By Emily Nicolle May 19, 2026 at 2:00 PM GMT+1

At the European arm of failed crypto exchange FTX, Patrick Gruhn watched as traders repeatedly lost money on risky bets. Now, he's launching a product where the savviest investors can turn a profit — even while putting zero capital at stake.

Perpetuals.com Ltd. on Tuesday launched UpsideOnly, a platform that turns crowdsourced paper-trading strategies into shared real-money profits by executing bets with only the company's capital. Investors place fake trades that predict the future price of assets like oil, gold and equities, after which an artificial intelligence model chooses the ones that are most likely to result in profit. The company then trades on those forecasts using its own money, and where it succeeds, shares half of the earnings with traders who created the winning signals.

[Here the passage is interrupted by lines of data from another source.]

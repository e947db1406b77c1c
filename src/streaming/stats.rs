//! Streaming counters

/// Counters maintained by the world across its lifetime
#[derive(Clone, Copy, Debug, Default)]
pub struct StreamStats {
    /// Ticks applied since creation or reset
    pub ticks: u64,
    /// Candidates evaluated by the most recent tick
    pub candidates_last_tick: usize,
    /// Load transitions committed via complete
    pub loads_committed: u64,
    /// Unload transitions committed via complete
    pub unloads_committed: u64,
    /// Completions that arrived for an actor no longer pending
    pub stale_completions: u64,
}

In short, instead of parting with their cash, traders give up their time and expertise in training Perpetuals' AI for a slice of the profits. And while the company itself takes on the risk of potential losses, it gains valuable data that AI could never generate on its own.

"That's the entire idea in using human intelligence, crowd intelligence — because they are good at generally analyzing the financial instruments, no matter what it is, but they're very bad at execution," said Gruhn, who became chief executive officer of Perpetuals in 2023.

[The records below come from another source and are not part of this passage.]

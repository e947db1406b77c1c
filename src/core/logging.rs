//! Logging initialization and utilities

/// Initialize the logging system
///
/// Uses env_logger with default filter level of `info`.
/// Override with RUST_LOG environment variable.
///
/// # Example
/// ```
/// droves::core::logging::init();
/// log::info!("Scheduler started");
/// ```
pub fn init() {
    env_logger::Builder::from_env(
        env_logger::Env::default().default_filter_or("info")
    ).init();
}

Crowdsourcing amateur trading signals to beat high-priced hedge fund strategies is a tried-and-tested model that hasn't always worked out. Even with recent advances in the technology, AI has also proved to be poor at stock-picking or crypto trading when left to its own devices.

Gruhn's hope is that mixing the two might be a recipe for success. Perpetuals' AI model, BayesShield AI, was developed in-house with the sole goal of scoring and identifying the strongest trading strategies, the company said. It's already been trained on a dataset of 22 billion trades.

"You cannot use AI to predict the market. I'm pretty sure it's impossible," said Gruhn. "Many are trying this because the markets themselves are basically, more or less chaos theory or random work. But predicting what the outcome of a human trade will be? That on the other hand is possible, because you have a track record from the past."

Perpetuals is in talks to raise hundreds of millions of dollars in funding to support its trading activity, Gruhn added. He's also put $100 million of his own capital toward its proprietary trading.

FTX collapsed in 2022 when users rushed to withdraw from the exchange, after founder Sam Bankman-Fried had invested much of its customers' assets in illiquid bets. Gruhn, who was head of FTX Europe AG at the time, said that experience incentivized him to build a platform where users didn't have to give up control of their capital in order to win.

"We could have designed it differently," Gruhn said. "But I said no. I don't want to do anything like that ever again."